The president has been masterful — not in handling this war or explaining why it was done — but he has been masterful in trying to scare Democrats from having a reasonable position, by saying that is a position of weakness. The response to that is that the terrorist organizations love the fact that we appear to be stuck in Iraq. It’s not a sign of weakness to try to change course. It’s a sign of intelligence. It’s a sign of wanting to win the fight against terrorism. The Democrats have to be comfortable saying that.
That is our biggest problem. The Democrats tend to think, “Oh, I can’t question this.” The way to deal with this is to make sure that we begin with the commitment to do this right. You don’t begin by saying, “Let’s just get out of Iraq.” That shows the same kind of narrow focus and lack of understanding of the issue as the president has shown. A good way to say it in Iraq is not the be-all and end-all of national security. It happens to be an important place. But it was made more important by errors, not by good policy.
You were involved in the 2004 race, supporting John Kerry. Looking back, what were the mistakes that he made or his staff made? What do you think cost him that race?
I think the mistakes really began with the 2002 congressional election. We were doing very well in the Senate races. And we had a great chance to hold the Senate. I saw that many Democrats in the caucus understood that this Iraq war didn’t make sense from the point of view of 9/11. It didn’t really seem that persuasive on weapons of mass destruction. But what the party decided, it seemed, was, “OK, look we can’t beat Bush on the national security stuff.

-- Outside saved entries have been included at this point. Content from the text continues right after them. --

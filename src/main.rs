//! hd CLI - GitHub repository browser, offline task manager and response cache.

use clap::Parser;
use hubdeck::cli::{
    CacheCommands, Cli, Commands, ConfigCommands, RepoCommands, TaskCommands, ThemeCommands,
};
use hubdeck::commands::{self, Context, Move, Output, StdinConfirm};
use hubdeck::config::{ConfigOverrides, OutputFormat};
use hubdeck::notify::Notifier;
use hubdeck::tasks::AssumeYes;
use std::io::Write;
use std::process;

/// Environment variable holding the log filter, e.g. `HD_LOG=hubdeck=debug`.
const LOG_ENV: &str = "HD_LOG";

fn main() {
    init_logging();

    let cli = Cli::parse();

    let mut overrides = ConfigOverrides::new();
    if cli.human_readable {
        overrides = overrides.with_output_format(OutputFormat::Human);
    }
    if let Some(base) = cli.api_base {
        overrides = overrides.with_api_base(base);
    }
    if let Some(Commands::Cache {
        origin: Some(ref origin),
        ..
    }) = cli.command
    {
        overrides = overrides.with_cache_origin(origin.clone());
    }

    let mut notes = Notifier::new();
    let (human, result) = match Context::open(&overrides) {
        Ok(mut ctx) => {
            let human = ctx.human();
            (human, run_command(cli.command, &mut ctx, &mut notes, human))
        }
        Err(e) => (cli.human_readable, Err(e)),
    };

    print_notifications(&mut notes, human);

    if let Err(e) = result {
        if human {
            eprintln!("Error: {}", e);
        } else {
            eprintln!("{}", serde_json::json!({ "error": e.to_string() }));
        }
        process::exit(1);
    }
}

fn init_logging() {
    let filter = tracing_subscriber::EnvFilter::try_from_env(LOG_ENV)
        .unwrap_or_else(|_| tracing_subscriber::EnvFilter::new("warn"));
    tracing_subscriber::fmt()
        .with_env_filter(filter)
        .with_writer(std::io::stderr)
        .init();
}

fn run_command(
    command: Option<Commands>,
    ctx: &mut Context,
    notes: &mut Notifier,
    human: bool,
) -> Result<(), hubdeck::Error> {
    match command {
        Some(Commands::Repo { command }) => {
            let browser = ctx.browser();
            match command {
                RepoCommands::Connect { token } => {
                    let result = commands::repo_connect(ctx, &browser, notes, &token)?;
                    output(&result, human);
                }
                RepoCommands::Disconnect => {
                    let result = commands::repo_disconnect(ctx, &browser, notes)?;
                    output(&result, human);
                }
                RepoCommands::Status => {
                    let result = commands::repo_status(ctx)?;
                    output(&result, human);
                }
                RepoCommands::Search { query } => {
                    let result = commands::repo_search(ctx, &browser, notes, &query)?;
                    output(&result, human);
                }
                RepoCommands::Open { full_name } => {
                    let result = commands::repo_open(ctx, &browser, notes, &full_name)?;
                    output(&result, human);
                }
                RepoCommands::Ls => {
                    let result = commands::repo_list(ctx, &browser, notes, Move::Stay)?;
                    output(&result, human);
                }
                RepoCommands::Cd { dir } => {
                    let result = commands::repo_list(ctx, &browser, notes, Move::Into(&dir))?;
                    output(&result, human);
                }
                RepoCommands::Up => {
                    let result = commands::repo_list(ctx, &browser, notes, Move::Up)?;
                    output(&result, human);
                }
                RepoCommands::Cat { name } => {
                    let result = commands::repo_cat(ctx, &browser, notes, &name)?;
                    output(&result, human);
                }
                RepoCommands::Tab { tab } => {
                    let result = commands::repo_tab(ctx, &browser, notes, tab)?;
                    output(&result, human);
                }
                RepoCommands::Download { output: dir } => {
                    let result = commands::repo_download(ctx, &browser, notes, dir.as_deref())?;
                    output(&result, human);
                }
                RepoCommands::Refresh => {
                    let result = commands::repo_refresh(ctx, &browser, notes)?;
                    output(&result, human);
                }
            }
        }

        Some(Commands::Task { command }) => match command {
            TaskCommands::Add { text, priority } => {
                let result = commands::task_add(ctx, notes, &text, priority)?;
                output(&result, human);
            }
            TaskCommands::Toggle { id } => {
                let result = commands::task_toggle(ctx, &id)?;
                output(&result, human);
            }
            TaskCommands::Edit {
                id,
                text,
                priority,
                status,
            } => {
                let result = commands::task_edit(ctx, notes, &id, text, priority, status)?;
                output(&result, human);
            }
            TaskCommands::Rm { id, yes } => {
                let result = if yes {
                    commands::task_rm(ctx, notes, &id, &mut AssumeYes)?
                } else {
                    commands::task_rm(ctx, notes, &id, &mut StdinConfirm)?
                };
                output(&result, human);
            }
            TaskCommands::List { filter, view } => {
                let result = commands::task_list(ctx, filter, view)?;
                output(&result, human);
            }
            TaskCommands::Sync => {
                let result = commands::task_sync(ctx, notes)?;
                output(&result, human);
            }
        },

        Some(Commands::Cache { command, .. }) => match command {
            CacheCommands::Install => {
                let result = commands::cache_install(ctx)?;
                output(&result, human);
            }
            CacheCommands::Fetch {
                url,
                navigate,
                body,
            } => {
                let result = commands::cache_fetch(ctx, &url, navigate)?;
                if body {
                    let mut stdout = std::io::stdout().lock();
                    stdout.write_all(&result.body)?;
                    stdout.flush()?;
                } else {
                    output(&result, human);
                }
            }
            CacheCommands::Activate => {
                let result = commands::cache_activate(ctx)?;
                output(&result, human);
            }
            CacheCommands::List => {
                let result = commands::cache_list(ctx)?;
                output(&result, human);
            }
            CacheCommands::SyncEvent { tag } => {
                let result = commands::cache_sync_event(ctx, &tag)?;
                output(&result, human);
            }
        },

        Some(Commands::Theme { command }) => match command {
            ThemeCommands::Get => {
                let result = commands::theme_get(ctx)?;
                output(&result, human);
            }
            ThemeCommands::Set { theme } => {
                let result = commands::theme_set(ctx, theme)?;
                output(&result, human);
            }
            ThemeCommands::Toggle => {
                let result = commands::theme_toggle(ctx)?;
                output(&result, human);
            }
        },

        Some(Commands::Config { command }) => match command {
            ConfigCommands::Show => {
                let result = commands::config_show(ctx)?;
                output(&result, human);
            }
            ConfigCommands::Set { key, value } => {
                let result = commands::config_set(&key, &value)?;
                output(&result, human);
            }
        },

        None => {
            let result = commands::repo_status(ctx)?;
            output(&result, human);
        }
    }

    Ok(())
}

/// Print output in JSON or human-readable format.
fn output<T: Output>(result: &T, human: bool) {
    if human {
        println!("{}", result.to_human());
    } else {
        println!("{}", result.to_json());
    }
}

/// Flush pending notifications to stderr.
fn print_notifications(notes: &mut Notifier, human: bool) {
    for note in notes.drain() {
        if human {
            eprintln!("{} {}", note.level.icon(), note.message);
        } else {
            eprintln!("{}", serde_json::json!({ "notification": note }));
        }
    }
}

We’ll just cede foreign policy to the Bush administration, and we’ll beat him on domestic issues, where clearly we had the upper hand.” I felt at the time — and I certainly voted against the war — thinking, in part, that there is no way the American people are going to elect a party that only feels they are better on the domestic side.
That’s the context that this 2004 election occurred in. And that’s the context, that people like John Kerry and John Edwards were stuck with votes in favor of the Iraq war. They were in a box. Those of us that didn’t think it was a good idea and didn’t think it related to 9/11 were able to say, as Howard Dean said, we never thought this made sense. It put Kerry in this terrible position, even though I think he did as well as he could, of having voted for the war but being critical. And then, of course, the really devastating piece was having voted against the $87 billion [in supplemental funding for the Iraq war], which I happened to have voted for. It just put him in a bind. I think it all related to the decisions that were made in 2002 for which we paid a price in 2004.
So there is a chance of correcting that going into 2008?
We have a wonderful opportunity to say, “Look, however people voted in 2002 on the Iraq war, clearly the war has not been conducted in a way that any reasonable senator could have expected.” That is the fault of the administration. That’s not the fault of the Congress. I don’t think anyone can say it was the fault of the Congress. We should lay out the fact that this administration has failed to anticipate a number of scenarios that many of us have warned them about. They have mismanaged the situation. We as Democrats want to do two things. First, we want to make sure that this Iraq policy has a clear mission and a reasonable, flexible time frame for completion. And secondly, that we are going to return the primary focus of American national security to the overall fight against terrorist networks that are hitting us in Indonesia and the Middle East, in Europe and potentially the United States.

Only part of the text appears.